Data records:
▼▼▼

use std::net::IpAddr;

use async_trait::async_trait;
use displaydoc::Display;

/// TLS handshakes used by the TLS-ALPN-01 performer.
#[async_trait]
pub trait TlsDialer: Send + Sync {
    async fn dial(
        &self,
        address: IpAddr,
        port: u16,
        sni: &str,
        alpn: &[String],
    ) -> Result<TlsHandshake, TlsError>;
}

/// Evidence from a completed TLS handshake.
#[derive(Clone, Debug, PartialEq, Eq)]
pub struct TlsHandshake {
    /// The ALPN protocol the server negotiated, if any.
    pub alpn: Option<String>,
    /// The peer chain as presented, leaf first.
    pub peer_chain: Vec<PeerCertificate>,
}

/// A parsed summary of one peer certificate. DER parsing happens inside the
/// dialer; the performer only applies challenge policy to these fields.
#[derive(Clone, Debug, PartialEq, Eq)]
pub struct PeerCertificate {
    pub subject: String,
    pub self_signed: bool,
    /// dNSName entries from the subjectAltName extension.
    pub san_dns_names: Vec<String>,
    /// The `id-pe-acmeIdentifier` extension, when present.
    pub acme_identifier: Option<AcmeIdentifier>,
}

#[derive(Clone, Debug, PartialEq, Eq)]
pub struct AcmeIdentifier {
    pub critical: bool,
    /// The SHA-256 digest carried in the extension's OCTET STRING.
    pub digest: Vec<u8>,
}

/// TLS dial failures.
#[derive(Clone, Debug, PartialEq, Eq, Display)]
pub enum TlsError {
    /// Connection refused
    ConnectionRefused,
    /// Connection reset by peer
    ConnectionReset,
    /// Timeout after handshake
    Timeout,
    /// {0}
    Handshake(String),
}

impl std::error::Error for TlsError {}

▲▲▲

__WHAT NEEDS TO BE DONE__:
Above are the records; copy all of them exactly.

__RESPONSE FOR THIS EXERCISE__:
use std::net::IpAddr;

use async_trait::async_trait;
use displaydoc::Display;

/// TLS handshakes used by the TLS-ALPN-01 performer.
#[async_trait]
pub trait TlsDialer: Send + Sync {
    async fn dial(
        &self,
        address: IpAddr,
        port: u16,
        sni: &str,
        alpn: &[String],
    ) -> Result<TlsHandshake, TlsError>;
}

/// Evidence from a completed TLS handshake.
#[derive(Clone, Debug, PartialEq, Eq)]
pub struct TlsHandshake {
    /// The ALPN protocol the server negotiated, if any.
    pub alpn: Option<String>,
    /// The peer chain as presented, leaf first.
    pub peer_chain: Vec<PeerCertificate>,
}

/// A parsed summary of one peer certificate. DER parsing happens inside the
/// dialer; the performer only applies challenge policy to these fields.
#[derive(Clone, Debug, PartialEq, Eq)]
pub struct PeerCertificate {
    pub subject: String,
    pub self_signed: bool,
    /// dNSName entries from the subjectAltName extension.
    pub san_dns_names: Vec<String>,
    /// The `id-pe-acmeIdentifier` extension, when present.
    pub acme_identifier: Option<AcmeIdentifier>,
}

#[derive(Clone, Debug, PartialEq, Eq)]
pub struct AcmeIdentifier {
    pub critical: bool,
    /// The SHA-256 digest carried in the extension's OCTET STRING.
    pub digest: Vec<u8>,
}

/// TLS dial failures.
#[derive(Clone, Debug, PartialEq, Eq, Display)]
pub enum TlsError {
    /// Connection refused
    ConnectionRefused,
    /// Connection reset by peer
    ConnectionReset,
    /// Timeout after handshake
    Timeout,
    /// {0}
    Handshake(String),
}

impl std::error::Error for TlsError {}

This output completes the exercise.